#### MATERIAL FOR THE TASK:
··········

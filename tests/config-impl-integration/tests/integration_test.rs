//! config-impl 集成测试：基于真实文件与多种配置源的组合场景
use anyhow::Result;
use config_abstractions::{ConfigError, Configuration};
use config_impl::{ConfigurationBuilder, JsonConfigurationSource};
use std::fs;
use std::path::PathBuf;
use std::sync::atomic::{AtomicUsize, Ordering};
use std::sync::Arc;
use tempfile::TempDir;

const APP_SETTINGS: &str = r#"{
    // 应用配置
    "App": {
        "Name": "from-json",
        "Port": 8080,
        "Debug": false,
        "Hosts": ["alpha", "beta"]
    },
    "Logging": { "Level": "info" }
}"#;

fn write_file(dir: &TempDir, name: &str, content: &str) -> Result<PathBuf> {
    let path = dir.path().join(name);
    fs::write(&path, content)?;
    Ok(path)
}

/// 测试从 JSON 文件加载并扁平化
#[test]
fn test_load_json_file() -> Result<()> {
    let dir = TempDir::new()?;
    let path = write_file(&dir, "appsettings.json", APP_SETTINGS)?;

    let config = ConfigurationBuilder::new().add_json_file(&path, false)?.build()?;

    assert_eq!(config.get("app:name").as_deref(), Some("from-json"));
    assert_eq!(config.get("App:Port").as_deref(), Some("8080"));
    assert_eq!(config.get("App:Debug").as_deref(), Some("false"));
    assert_eq!(config.get("App:Hosts:0").as_deref(), Some("alpha"));
    assert_eq!(config.get("App:Hosts:1").as_deref(), Some("beta"));
    assert_eq!(config.get("Logging:Level").as_deref(), Some("info"));

    let hosts: Vec<String> = config
        .get_section("App:Hosts")
        .get_children()
        .iter()
        .map(|section| section.key().to_owned())
        .collect();
    assert_eq!(hosts, vec!["0", "1"]);
    Ok(())
}

/// 测试带 BOM 的 JSON 文件
#[test]
fn test_load_json_file_with_byte_order_mark() -> Result<()> {
    let dir = TempDir::new()?;
    let path = write_file(&dir, "bom.json", "\u{feff}{\"Key\": \"Value\", \"Id\": 123456789012345678901234}")?;

    let config = ConfigurationBuilder::new().add_json_file(&path, false)?.build()?;

    assert_eq!(config.get("key").as_deref(), Some("Value"));
    assert_eq!(config.get("Id").as_deref(), Some("123456789012345678901234"));
    Ok(())
}

/// 测试缺失的必选文件在构建时报错
#[test]
fn test_missing_required_file_fails() -> Result<()> {
    let dir = TempDir::new()?;
    let path = dir.path().join("missing.json");

    let err = ConfigurationBuilder::new().add_json_file(&path, false)?.build().unwrap_err();

    assert!(matches!(err, ConfigError::FileNotFound { ref path } if path.contains("missing.json")));
    Ok(())
}

/// 测试缺失的可选文件视为空配置
#[test]
fn test_missing_optional_file_is_empty() -> Result<()> {
    let dir = TempDir::new()?;
    let path = dir.path().join("missing.json");

    let config = ConfigurationBuilder::new()
        .add_json_file(&path, true)?
        .add_in_memory_collection([("Key", "Value")])
        .build()?;

    assert_eq!(config.get("Key").as_deref(), Some("Value"));
    assert_eq!(config.as_enumerable().len(), 1);
    Ok(())
}

/// 测试空路径被拒绝
#[test]
fn test_empty_path_is_invalid() {
    let err = JsonConfigurationSource::from_file("", false).unwrap_err();

    assert!(matches!(err, ConfigError::InvalidArgument { name: "path", .. }));
}

/// 测试 JSON → 内存 → 命令行 的覆盖顺序
#[test]
fn test_override_order_across_sources() -> Result<()> {
    let dir = TempDir::new()?;
    let path = write_file(&dir, "appsettings.json", APP_SETTINGS)?;

    let config = ConfigurationBuilder::new()
        .add_json_file(&path, false)?
        .add_in_memory_collection([("App:Name", "from-memory"), ("App:Port", "9090")])
        .add_command_line(["--app:port=7070", "/Logging:Level", "debug"])
        .build()?;

    assert_eq!(config.get("App:Name").as_deref(), Some("from-memory"));
    assert_eq!(config.get("App:Port").as_deref(), Some("7070"));
    assert_eq!(config.get("Logging:Level").as_deref(), Some("debug"));
    assert_eq!(config.get("App:Hosts:0").as_deref(), Some("alpha"));

    let children: Vec<String> = config
        .get_section("App")
        .get_children()
        .iter()
        .map(|section| section.key().to_owned())
        .collect();
    assert_eq!(children, vec!["Debug", "Hosts", "Name", "Port"]);
    Ok(())
}

/// 测试文件修改后重载生效并触发回调
#[test]
fn test_reload_picks_up_file_changes() -> Result<()> {
    let dir = TempDir::new()?;
    let path = write_file(&dir, "appsettings.json", r#"{"Feature": {"Enabled": "false"}}"#)?;

    let config = ConfigurationBuilder::new().add_json_file(&path, false)?.build()?;
    let section = config.get_section("Feature");
    assert_eq!(section.get("Enabled").as_deref(), Some("false"));

    let fired = Arc::new(AtomicUsize::new(0));
    let counter = Arc::clone(&fired);
    let _ = config.get_reload_token().register_change_callback(move || {
        counter.fetch_add(1, Ordering::SeqCst);
    });

    fs::write(&path, r#"{"Feature": {"Enabled": "true", "Rollout": 50}}"#)?;
    config.reload()?;

    assert_eq!(fired.load(Ordering::SeqCst), 1);
    assert_eq!(section.get("Enabled").as_deref(), Some("true"));
    assert_eq!(section.get("Rollout").as_deref(), Some("50"));
    Ok(())
}

/// 测试重载时删除可选文件会清空该提供者的数据
#[test]
fn test_reload_after_optional_file_removed() -> Result<()> {
    let dir = TempDir::new()?;
    let path = write_file(&dir, "optional.json", r#"{"Key": "Value"}"#)?;

    let config = ConfigurationBuilder::new().add_json_file(&path, true)?.build()?;
    assert_eq!(config.get("Key").as_deref(), Some("Value"));

    fs::remove_file(&path)?;
    config.reload()?;

    assert_eq!(config.get("Key"), None);
    Ok(())
}

/// 测试文件中的重复键报告行号
#[test]
fn test_duplicate_key_in_file() -> Result<()> {
    let dir = TempDir::new()?;
    let path = write_file(&dir, "dup.json", "{\n  \"Name\": \"a\",\n  \"name\": \"b\"\n}")?;

    let err = ConfigurationBuilder::new().add_json_file(&path, false)?.build().unwrap_err();

    assert!(err.is_format_error());
    assert!(matches!(err, ConfigError::DuplicateKey { ref key, line: 3, .. } if key == "name"));
    assert_eq!(err.line(), Some(3));
    Ok(())
}

/// 测试文件格式错误
#[test]
fn test_malformed_file_reports_format_error() -> Result<()> {
    let dir = TempDir::new()?;
    let path = write_file(&dir, "broken.json", "{\n  \"Name\": \"a\",\n  \"Other\": \n")?;

    let err = ConfigurationBuilder::new().add_json_file(&path, false)?.build().unwrap_err();

    assert!(err.is_format_error());
    assert!(matches!(err, ConfigError::JsonParse { .. }));
    assert!(err.line().is_some());
    Ok(())
}

/// 测试根节点不是对象的文件被拒绝
#[test]
fn test_array_root_file_is_rejected() -> Result<()> {
    let dir = TempDir::new()?;
    let path = write_file(&dir, "array.json", r#"["a", "b"]"#)?;

    let err = ConfigurationBuilder::new().add_json_file(&path, false)?.build().unwrap_err();

    assert!(matches!(err, ConfigError::UnsupportedToken { token: "StartArray", .. }));
    Ok(())
}

/// 测试环境变量与带映射的命令行组合
#[test]
fn test_environment_and_mapped_command_line() -> Result<()> {
    std::env::set_var("CFGIT_ENV_TEST_Database__Host", "db.local");
    std::env::set_var("CFGIT_ENV_TEST_Database__Port", "5432");

    let config = ConfigurationBuilder::new()
        .add_environment_variables("CFGIT_ENV_TEST_")
        .add_command_line_with_mappings(["-p", "6543"], [("-p", "Database:Port")])
        .build()?;

    assert_eq!(config.get("database:host").as_deref(), Some("db.local"));
    assert_eq!(config.get("Database:Port").as_deref(), Some("6543"));
    Ok(())
}

/// 测试命令行中未映射的短开关在构建时报错
#[test]
fn test_unmapped_short_switch_fails() {
    let err = ConfigurationBuilder::new()
        .add_command_line(["-x", "1"])
        .build()
        .unwrap_err();

    assert!(matches!(err, ConfigError::ShortSwitchNotDefined { ref switch } if switch == "-x"));
}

··········

What lines in the entries contain "matches"? Report each one by copying it.

    assert!(matches!(err, ConfigError::FileNotFound { ref path } if path.contains("missing.json")));
    assert!(matches!(err, ConfigError::InvalidArgument { name: "path", .. }));
    assert!(matches!(err, ConfigError::DuplicateKey { ref key, line: 3, .. } if key == "name"));
    assert!(matches!(err, ConfigError::JsonParse { .. }));
    assert!(matches!(err, ConfigError::UnsupportedToken { token: "StartArray", .. }));
    assert!(matches!(err, ConfigError::ShortSwitchNotDefined { ref switch } if switch == "-x"));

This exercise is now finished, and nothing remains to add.